_Records excerpted from a collection_
--------------------------------------------------
#![forbid(unsafe_code)]

//! Host-clock timers.
//!
//! The engine has no thread and no event loop of its own. Time is a
//! monotonic [`Duration`] supplied by the host on every call, and timers are
//! plain deadlines that fire when the host advances past them. This makes
//! every component deterministic under test and leaves nothing running after
//! teardown: dropping or clearing a timer structure is the cancellation.
//!
//! - [`TimerQueue`] holds many one-shot deadlines, each tagged with a key.
//!   Ties fire in scheduling order.
//! - [`Interval`] is a single repeating timer.
//! - [`Timeout`] is a single one-shot timer.

use std::collections::BTreeMap;
use std::time::Duration;

// ---------------------------------------------------------------------------
// TimerQueue
// ---------------------------------------------------------------------------

/// Handle to a timer scheduled in a [`TimerQueue`].
#[derive(Debug, Clone, Copy, PartialEq, Eq, Hash, PartialOrd, Ord)]
pub struct TimerId {
    deadline: Duration,
    seq: u64,
}

impl TimerId {
    /// When this timer fires.
    #[must_use]
    pub fn deadline(&self) -> Duration {
        self.deadline
    }
}

/// Deadline-ordered one-shot timers.
#[derive(Debug, Clone)]
pub struct TimerQueue<K> {
    entries: BTreeMap<TimerId, K>,
    next_seq: u64,
}

impl<K> Default for TimerQueue<K> {
    fn default() -> Self {
        Self::new()
    }
}

impl<K> TimerQueue<K> {
    #[must_use]
    pub fn new() -> Self {
        Self {
            entries: BTreeMap::new(),
            next_seq: 0,
        }
    }

    /// Schedule `key` to fire at `deadline`.
    pub fn schedule(&mut self, deadline: Duration, key: K) -> TimerId {
        let id = TimerId {
            deadline,
            seq: self.next_seq,
        };
        self.next_seq += 1;
        self.entries.insert(id, key);
        id
    }

    /// Cancel one timer. Returns its key if it was still pending.
    pub fn cancel(&mut self, id: TimerId) -> Option<K> {
        self.entries.remove(&id)
    }

    /// Cancel every timer whose key matches `pred`. Returns how many.
    pub fn cancel_where(&mut self, mut pred: impl FnMut(&K) -> bool) -> usize {
        let before = self.entries.len();
        self.entries.retain(|_, key| !pred(key));
        before - self.entries.len()
    }

    /// Remove and return the earliest timer due at or before `now`.
    pub fn pop_due(&mut self, now: Duration) -> Option<(TimerId, K)> {
        let first = *self.entries.keys().next()?;
        if first.deadline > now {
            return None;
        }
        self.entries.remove(&first).map(|key| (first, key))
    }

    /// Earliest pending deadline.
    #[must_use]
    pub fn next_deadline(&self) -> Option<Duration> {
        self.entries.keys().next().map(|id| id.deadline)
    }

    #[must_use]
    pub fn len(&self) -> usize {
        self.entries.len()
    }

    #[must_use]
    pub fn is_empty(&self) -> bool {
        self.entries.is_empty()
    }

    /// Count pending timers whose key matches `pred`.
    #[must_use]
    pub fn count_where(&self, mut pred: impl FnMut(&K) -> bool) -> usize {
        self.entries.values().filter(|key| pred(key)).count()
    }

    /// Cancel everything.
    pub fn clear(&mut self) -> usize {
        let n = self.entries.len();
        self.entries.clear();
        n
    }
}

// ---------------------------------------------------------------------------
// Interval
// ---------------------------------------------------------------------------

/// A single repeating timer.
///
/// Re-arming replaces the previous schedule, so there is never more than one
/// pending tick.
#[derive(Debug, Clone, Copy, PartialEq, Eq)]
pub struct Interval {
    period: Duration,
    next: Option<Duration>,
}

impl Interval {
    /// A disarmed interval. `period` must be non-zero for [`fire`](Self::fire)
    /// to make progress; callers validate that up front.
    #[must_use]
    pub const fn new(period: Duration) -> Self {
        Self { period, next: None }
    }

    #[must_use]
    pub fn period(&self) -> Duration {
        self.period
    }

    /// (Re)start so the first tick lands at `now + period`.
    pub fn arm(&mut self, now: Duration) {
        self.next = Some(now.saturating_add(self.period));
    }

    pub fn disarm(&mut self) {
        self.next = None;
    }

    #[must_use]
    pub fn is_armed(&self) -> bool {
        self.next.is_some()
    }

    #[must_use]
    pub fn next_deadline(&self) -> Option<Duration> {
        self.next
    }

    /// If a tick is due at `now`, consume it and return its deadline.
    ///
    /// The following tick is scheduled one period after the consumed one,
    /// not after `now`, so cadence does not drift with host frame timing.
    pub fn fire(&mut self, now: Duration) -> Option<Duration> {
        let due = self.next.filter(|deadline| *deadline <= now)?;
        // Past the end of the clock there is no next tick.
        self.next = due.checked_add(self.period);
        Some(due)
    }
}

// ---------------------------------------------------------------------------
// Timeout
// ---------------------------------------------------------------------------

/// A single one-shot timer.
#[derive(Debug, Clone, Copy, PartialEq, Eq, Default)]
pub struct Timeout {
    deadline: Option<Duration>,
}

impl Timeout {
    #[must_use]
    pub const fn new() -> Self {
        Self { deadline: None }
    }

    pub fn set(&mut self, deadline: Duration) {
        self.deadline = Some(deadline);
    }

    pub fn cancel(&mut self) {
        self.deadline = None;
    }

    #[must_use]
    pub fn is_pending(&self) -> bool {
        self.deadline.is_some()
    }

    #[must_use]
    pub fn deadline(&self) -> Option<Duration> {
        self.deadline
    }

    /// If due at `now`, clear it and return its deadline.
    pub fn fire(&mut self, now: Duration) -> Option<Duration> {
        let due = self.deadline.filter(|deadline| *deadline <= now)?;
        self.deadline = None;
        Some(due)
    }
}

#[cfg(test)]
mod tests {
    use super::*;

    fn ms(n: u64) -> Duration {
        Duration::from_millis(n)
    }

    #[test]
    fn queue_fires_in_deadline_order() {
        let mut q = TimerQueue::new();
        q.schedule(ms(300), "c");
        q.schedule(ms(100), "a");
        q.schedule(ms(200), "b");

        let mut fired = Vec::new();
        while let Some((_, key)) = q.pop_due(ms(1000)) {
            fired.push(key);
        }
        assert_eq!(fired, vec!["a", "b", "c"]);
    }

    #[test]
    fn queue_ties_fire_in_schedule_order() {
        let mut q = TimerQueue::new();
        q.schedule(ms(100), 1);
        q.schedule(ms(100), 2);
        q.schedule(ms(100), 3);
        let fired: Vec<_> = std::iter::from_fn(|| q.pop_due(ms(100)).map(|(_, k)| k)).collect();
        assert_eq!(fired, vec![1, 2, 3]);
    }

    #[test]
    fn queue_respects_now() {
        let mut q = TimerQueue::new();
        q.schedule(ms(100), ());
        assert!(q.pop_due(ms(99)).is_none());
        assert!(q.pop_due(ms(100)).is_some());
        assert!(q.is_empty());
    }

    #[test]
    fn queue_cancel_by_id_and_predicate() {
        let mut q = TimerQueue::new();
        let a = q.schedule(ms(10), 1);
        q.schedule(ms(20), 2);
        q.schedule(ms(30), 2);
        assert_eq!(q.cancel(a), Some(1));
        assert_eq!(q.cancel(a), None);
        assert_eq!(q.count_where(|k| *k == 2), 2);
        assert_eq!(q.cancel_where(|k| *k == 2), 2);
        assert!(q.is_empty());
        assert_eq!(q.next_deadline(), None);
    }

    #[test]
    fn interval_keeps_cadence() {
        let mut iv = Interval::new(ms(100));
        assert_eq!(iv.fire(ms(1000)), None);
        iv.arm(ms(0));
        assert_eq!(iv.fire(ms(99)), None);
        // Host was late by 30ms; next tick is still at 200.
        assert_eq!(iv.fire(ms(130)), Some(ms(100)));
        assert_eq!(iv.next_deadline(), Some(ms(200)));
    }

    #[test]
    fn interval_rearm_postpones() {
        let mut iv = Interval::new(ms(100));
        iv.arm(ms(0));
        iv.arm(ms(80));
        assert_eq!(iv.fire(ms(150)), None);
        assert_eq!(iv.fire(ms(180)), Some(ms(180)));
    }

    #[test]
    fn interval_stops_at_clock_limit() {
        let mut iv = Interval::new(ms(100));
        iv.arm(Duration::MAX - ms(50));
        assert_eq!(iv.next_deadline(), Some(Duration::MAX));
        assert_eq!(iv.fire(Duration::MAX), Some(Duration::MAX));
        assert_eq!(iv.fire(Duration::MAX), None);
        assert!(!iv.is_armed());
    }

    #[test]
    fn timeout_fires_once() {
        let mut t = Timeout::new();
        t.set(ms(50));
        assert_eq!(t.fire(ms(49)), None);
        assert_eq!(t.fire(ms(60)), Some(ms(50)));
        assert_eq!(t.fire(ms(70)), None);
        assert!(!t.is_pending());
    }
}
--------------------------------------------------
_What you need to do_
Scan the data above for the word "fired", then copy every line that holds it.

_Expected answer_
        let mut fired = Vec::new();
            fired.push(key);
        assert_eq!(fired, vec!["a", "b", "c"]);
        let fired: Vec<_> = std::iter::from_fn(|| q.pop_due(ms(100)).map(|(_, k)| k)).collect();
        assert_eq!(fired, vec![1, 2, 3]);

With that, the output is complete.